I’m a big believer in not suffering the consequences of misplaced priorities. I think there are a lot of minefields in diet management and PCOS, and I think time would be better spent focusing on those issues. For example, while reduced BMR does not seem to be a significant factor, decreased daily physical activity in those with PCOS has shown to be a trend here, here, and here. Women with PCOS also have a higher chance of being affected by mental health issues.

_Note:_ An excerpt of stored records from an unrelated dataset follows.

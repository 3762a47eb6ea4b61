//! Text normalization applied before every comparison.

/// Produce the clean form of an answer: ASCII punctuation removed, folded to
/// lowercase, whitespace runs collapsed to single spaces, ends trimmed.
///
/// Total and idempotent; the input is never mutated.
pub fn normalize(text: &str) -> String {
    let stripped: String = text
        .chars()
        .filter(|c| !c.is_ascii_punctuation())
        .collect();

    stripped
        .to_lowercase()
        .split_whitespace()
        .collect::<Vec<_>>()
        .join(" ")
}
//! End-to-end CLI tests.

use assert_cmd::Command;
use predicates::prelude::*;

const BANK_TOML: &str = r#"
[bank]
id = "astro"
name = "Astronomy"

[[questions]]
id = "sun"
prompt = "Apa itu matahari?"
answer = "Matahari adalah bintang"
"#;

fn gradetext() -> Command {
    Command::cargo_bin("gradetext").unwrap()
}

#[test]
fn score_lexical_json_full_marks() {
    gradetext()
        .args([
            "score",
            "--reference",
            "Matahari adalah bintang",
            "--submission",
            "matahari adalah bintang!",
            "--format",
            "json",
        ])
        .assert()
        .success()
        .stdout(predicate::str::contains("\"final_score\": 1.0"))
        .stdout(predicate::str::contains("\"distance\": 0"));
}

#[test]
fn score_lexical_text_shows_distance_fallback() {
    gradetext()
        .args([
            "score",
            "--reference",
            "kucing",
            "--submission",
            "anjing",
        ])
        .assert()
        .success()
        .stdout(predicate::str::contains("0.50"))
        .stdout(predicate::str::contains("substitution"));
}

#[test]
fn score_blend_records_semantic_fallback() {
    gradetext()
        .args([
            "score",
            "--reference",
            "martha",
            "--submission",
            "marhta",
            "--policy",
            "blend",
        ])
        .assert()
        .success()
        .stdout(predicate::str::contains("semantic term substituted"))
        .stdout(predicate::str::contains("Jaro-Winkler similarity"));
}

#[test]
fn score_rejects_unknown_policy() {
    gradetext()
        .args([
            "score",
            "--reference",
            "a",
            "--submission",
            "b",
            "--policy",
            "vibes",
        ])
        .assert()
        .failure()
        .stderr(predicate::str::contains("unknown policy"));
}

#[test]
fn detail_reports_match_trace() {
    gradetext()
        .args(["detail", "martha", "marhta", "--format", "json"])
        .assert()
        .success()
        .stdout(predicate::str::contains("\"prefix_len\": 3"));
}

#[test]
fn validate_accepts_well_formed_bank() {
    let dir = tempfile::tempdir().unwrap();
    let path = dir.path().join("bank.toml");
    std::fs::write(&path, BANK_TOML).unwrap();

    gradetext()
        .args(["validate", "--bank"])
        .arg(&path)
        .assert()
        .success()
        .stdout(predicate::str::contains("OK"));
}

#[test]
fn validate_fails_on_malformed_toml() {
    let dir = tempfile::tempdir().unwrap();
    let path = dir.path().join("bank.toml");
    std::fs::write(&path, "not [valid toml }{").unwrap();

    gradetext()
        .args(["validate", "--bank"])
        .arg(&path)
        .assert()
        .failure()
        .stderr(predicate::str::contains("failed to parse"));
}

#[test]
fn quiz_grades_piped_answers() {
    let dir = tempfile::tempdir().unwrap();
    let path = dir.path().join("bank.toml");
    std::fs::write(&path, BANK_TOML).unwrap();

    gradetext()
        .args(["quiz", "--bank"])
        .arg(&path)
        .args(["--questions", "1"])
        .write_stdin("matahari adalah bintang\n")
        .assert()
        .success()
        .stdout(predicate::str::contains("Total score: 1.00 / 1.0"));
}

#[test]
fn quiz_saves_session_json() {
    let dir = tempfile::tempdir().unwrap();
    let bank_path = dir.path().join("bank.toml");
    let session_path = dir.path().join("session.json");
    std::fs::write(&bank_path, BANK_TOML).unwrap();

    gradetext()
        .args(["quiz", "--bank"])
        .arg(&bank_path)
        .args(["--questions", "1", "--output"])
        .arg(&session_path)
        .write_stdin("matahari\n")
        .assert()
        .success();

    let saved = std::fs::read_to_string(&session_path).unwrap();
    assert!(saved.contains("\"bank_id\": \"astro\""));
    assert!(saved.contains("\"total_possible\": 1.0"));
}
//! The `gradetext quiz` command: interactive grading session.
//!
//! Samples questions from a bank, reads answers from stdin, grades each with
//! the distance/lexical policy (and shows the Jaro-Winkler score alongside),
//! then renders a results grid and the session total.

use std::io::{BufRead, Write};
use std::path::PathBuf;

use anyhow::{Context, Result};
use comfy_table::Table;
use serde::Serialize;

use gradetext_core::{jaro_winkler, normalize, score_lexical_or_distance, LexicalDistanceScore};

use crate::bank;

/// One graded answer in a session.
#[derive(Debug, Serialize)]
struct GradedQuestion {
    question_id: String,
    prompt: String,
    reference: String,
    submission: String,
    score: LexicalDistanceScore,
    jaro_winkler_score: f64,
}

/// A full quiz session, serializable for the optional JSON output.
#[derive(Debug, Serialize)]
struct QuizSession {
    bank_id: String,
    bank_name: String,
    max_score_per_question: f64,
    results: Vec<GradedQuestion>,
    total_score: f64,
    total_possible: f64,
}

pub fn execute(
    bank_path: PathBuf,
    questions: usize,
    max_score: f64,
    output: Option<PathBuf>,
) -> Result<()> {
    anyhow::ensure!(questions >= 1, "questions must be at least 1");
    anyhow::ensure!(max_score > 0.0, "max-score must be positive");

    let loaded = bank::parse_bank(&bank_path)?;
    for w in bank::validate_bank(&loaded) {
        tracing::warn!(question = ?w.question_id, "{}", w.message);
    }
    anyhow::ensure!(
        !loaded.questions.is_empty(),
        "question bank {} is empty",
        bank_path.display()
    );

    let picked = bank::sample_questions(&loaded, questions);

    println!("Quiz: {} ({} questions)\n", loaded.name, picked.len());

    let stdin = std::io::stdin();
    let mut lines = stdin.lock().lines();
    let mut results = Vec::with_capacity(picked.len());

    for (i, q) in picked.iter().enumerate() {
        println!("{}. {}", i + 1, q.prompt);
        print!("Your answer: ");
        std::io::stdout().flush()?;

        // EOF counts as an empty answer so piped sessions terminate cleanly.
        let submission = match lines.next() {
            Some(line) => line.context("failed to read answer")?,
            None => String::new(),
        };

        let score = score_lexical_or_distance(&q.answer, &submission, max_score);
        let jw = jaro_winkler(&normalize(&q.answer), &normalize(&submission)) * max_score;

        results.push(GradedQuestion {
            question_id: q.id.clone(),
            prompt: q.prompt.clone(),
            reference: q.answer.clone(),
            submission,
            score,
            jaro_winkler_score: (jw * 100.0).round() / 100.0,
        });
    }

    let total: f64 = results.iter().map(|r| r.score.final_score).sum();
    let possible = max_score * picked.len() as f64;

    let mut table = Table::new();
    table.set_header(vec![
        "Question",
        "Reference",
        "Answer",
        "Distance",
        "Operations",
        "Score",
        "JW score",
    ]);
    for r in &results {
        let ops = r
            .score
            .trace
            .iter()
            .map(|op| op.to_string())
            .collect::<Vec<_>>()
            .join(", ");
        table.add_row(vec![
            r.prompt.clone(),
            r.reference.clone(),
            r.submission.clone(),
            r.score.distance.to_string(),
            ops,
            format!("{:.2}", r.score.final_score),
            format!("{:.2}", r.jaro_winkler_score),
        ]);
    }

    println!("\nResults:\n{table}");
    println!("\nTotal score: {total:.2} / {possible:.1}");

    if let Some(path) = output {
        let session = QuizSession {
            bank_id: loaded.id,
            bank_name: loaded.name,
            max_score_per_question: max_score,
            results,
            total_score: (total * 100.0).round() / 100.0,
            total_possible: possible,
        };
        let json = serde_json::to_string_pretty(&session)?;
        std::fs::write(&path, json)
            .with_context(|| format!("failed to write session to {}", path.display()))?;
        println!("Session saved to {}", path.display());
    }

    Ok(())
}
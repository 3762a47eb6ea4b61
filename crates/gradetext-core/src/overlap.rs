//! Lexical word-overlap heuristic.
//!
//! Word sets come from whitespace-splitting already-normalized text. Any
//! non-empty intersection earns a floor score plus a bonus proportional to
//! the fraction of reference words the submission covered.

use std::collections::BTreeSet;

/// Floor score for any non-empty word intersection.
pub const DEFAULT_BASE: f64 = 0.3;

/// Weight of the proportional word-coverage bonus.
pub const DEFAULT_FULL_WEIGHT: f64 = 0.7;

/// A non-empty lexical overlap and its score.
#[derive(Debug, Clone, PartialEq)]
pub struct WordOverlap {
    /// `min(base + coverage × full_weight, max_score)`.
    pub score: f64,
    /// The intersected words, sorted for reproducible explanations.
    pub matched_words: BTreeSet<String>,
}

/// Score the word overlap with the default floor and weight.
///
/// `None` means there is no lexical signal (empty intersection, including an
/// empty reference) and the caller must fall back to distance-derived
/// similarity. That branch is deliberately visible here rather than resolved
/// silently.
pub fn overlap_score(key_clean: &str, student_clean: &str, max_score: f64) -> Option<WordOverlap> {
    overlap_score_with(
        key_clean,
        student_clean,
        DEFAULT_BASE,
        DEFAULT_FULL_WEIGHT,
        max_score,
    )
}

/// Score the word overlap under an explicit floor-plus-bonus policy.
pub fn overlap_score_with(
    key_clean: &str,
    student_clean: &str,
    base: f64,
    full_weight: f64,
    max_score: f64,
) -> Option<WordOverlap> {
    let key_words: BTreeSet<&str> = key_clean.split_whitespace().collect();
    let student_words: BTreeSet<&str> = student_clean.split_whitespace().collect();

    let matched: BTreeSet<String> = key_words
        .intersection(&student_words)
        .map(|w| w.to_string())
        .collect();

    if matched.is_empty() {
        return None;
    }

    let coverage = matched.len() as f64 / key_words.len() as f64;
    let score = (base + coverage * full_weight).min(max_score);

    Some(WordOverlap {
        score,
        matched_words: matched,
    })
}
//! Fixed-field result records produced by the score composer.
//!
//! Everything here is a pure function of the compared texts: no ids, no
//! timestamps, no hidden state. Records serialize directly for display.

use std::collections::BTreeSet;

use serde::{Deserialize, Serialize};

use crate::jaro::{CharMatch, TranspositionPair};
use crate::levenshtein::EditOp;

/// Where the semantic term of the weighted blend came from.
#[derive(Debug, Clone, PartialEq, Eq, Serialize, Deserialize)]
#[serde(tag = "kind", rename_all = "snake_case")]
pub enum SemanticSource {
    /// The injected scorer answered.
    Scorer { name: String },
    /// Jaro-Winkler similarity was substituted for the semantic term.
    Fallback { reason: String },
}

impl SemanticSource {
    /// True when the semantic term was substituted rather than scored.
    pub fn is_fallback(&self) -> bool {
        matches!(self, SemanticSource::Fallback { .. })
    }
}

/// Output of the distance/lexical scoring policy.
#[derive(Debug, Clone, PartialEq, Serialize, Deserialize)]
pub struct LexicalDistanceScore {
    /// Final score in [0, max_score], rounded to 2 decimals.
    pub final_score: f64,
    /// Character-level edit distance on cleaned text.
    pub distance: usize,
    /// Alignment trace realizing that distance.
    pub trace: Vec<EditOp>,
    /// Reference words also present in the submission.
    pub matched_words: BTreeSet<String>,
}

/// Structured explanation backing a score, intended for direct display.
#[derive(Debug, Clone, PartialEq, Serialize, Deserialize)]
pub struct Explanation {
    /// Cleaned reference text all metrics compared against.
    pub reference_clean: String,
    /// Cleaned submission text.
    pub submission_clean: String,
    /// Lexical overlap score, when any words intersected.
    pub lexical_score: Option<f64>,
    /// Character-level edit distance on cleaned text.
    pub edit_distance: usize,
    /// Alignment trace realizing that distance.
    pub trace: Vec<EditOp>,
    /// Jaro matched characters.
    pub char_matches: Vec<CharMatch>,
    /// Raw Jaro transposition index pairs.
    pub transpositions: Vec<TranspositionPair>,
    /// Shared leading substring length, capped at 4.
    pub prefix_len: usize,
    /// Reference words also present in the submission.
    pub matched_words: BTreeSet<String>,
    /// Human-readable Jaro-Winkler operation summary.
    pub summary: Vec<String>,
}

/// Output of the weighted-blend scoring policy.
#[derive(Debug, Clone, PartialEq, Serialize, Deserialize)]
pub struct ScoreReport {
    /// Final blended score in [0, max_score], rounded to 2 decimals.
    pub final_score: f64,
    /// `1 − distance/max_len` on cleaned text, rounded to 3 decimals.
    pub levenshtein_similarity: f64,
    /// Jaro-Winkler on cleaned text, rounded to 3 decimals.
    pub jaro_winkler_similarity: f64,
    /// The semantic term actually used in the blend, rounded to 3 decimals.
    pub semantic_similarity: f64,
    /// Whether the semantic term was scored or substituted.
    pub semantic_source: SemanticSource,
    /// Full explanation record.
    pub explanation: Explanation,
}

#[cfg(test)]
mod tests {
    use super::*;

    #[test]
    fn semantic_source_fallback_flag() {
        let scored = SemanticSource::Scorer {
            name: "embedder".into(),
        };
        let substituted = SemanticSource::Fallback {
            reason: "no semantic scorer available".into(),
        };
        assert!(!scored.is_fallback());
        assert!(substituted.is_fallback());
    }

    #[test]
    fn semantic_source_serde_tagging() {
        let json = serde_json::to_string(&SemanticSource::Fallback {
            reason: "model offline".into(),
        })
        .unwrap();
        assert!(json.contains("\"kind\":\"fallback\""));
        let back: SemanticSource = serde_json::from_str(&json).unwrap();
        assert!(back.is_fallback());
    }
}
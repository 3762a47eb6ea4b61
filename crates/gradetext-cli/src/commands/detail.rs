//! The `gradetext detail` command: standalone Jaro-Winkler trace inspection.

use anyhow::Result;
use comfy_table::Table;

use gradetext_core::{jaro_winkler, jaro_winkler_detail};

pub fn execute(s1: &str, s2: &str, format: &str) -> Result<()> {
    let detail = jaro_winkler_detail(s1, s2);

    match format {
        "json" => println!("{}", serde_json::to_string_pretty(&detail)?),
        "text" => {
            println!("jaro-winkler({s1:?}, {s2:?}) = {:.3}", jaro_winkler(s1, s2));

            if !detail.matches.is_empty() {
                let mut table = Table::new();
                table.set_header(vec!["s1 index", "s2 index", "char"]);
                for m in &detail.matches {
                    table.add_row(vec![
                        m.s1_index.to_string(),
                        m.s2_index.to_string(),
                        m.ch.to_string(),
                    ]);
                }
                println!("{table}");
            }

            if !detail.transpositions.is_empty() {
                let pairs = detail
                    .transpositions
                    .iter()
                    .map(|t| format!("({}, {})", t.s1_index, t.s2_index))
                    .collect::<Vec<_>>()
                    .join(", ");
                println!("transposed positions: {pairs}");
            }

            for line in &detail.summary {
                println!("  {line}");
            }
        }
        other => anyhow::bail!("unknown format: {other}"),
    }

    Ok(())
}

And as discussed, reduced insulin sensitivity mixed with a propensity for high glycemic intake is also a repeating occurrence.
All these things could be addressed with better education on these topics versus the distraction of BMR hyperbole. We could discuss the roles that medication and lifestyle play in the treatment of PCOS. Wouldn’t it be great if more attention was paid to mental health, dietary practices, or the benefits of exercise?
Ultimately, the data in this article gives a different level of clarity and understanding of the topic, allowing us to say, “There’s a lot of interesting things going on here, but BMR probably isn’t one of them. What should we focus on next?”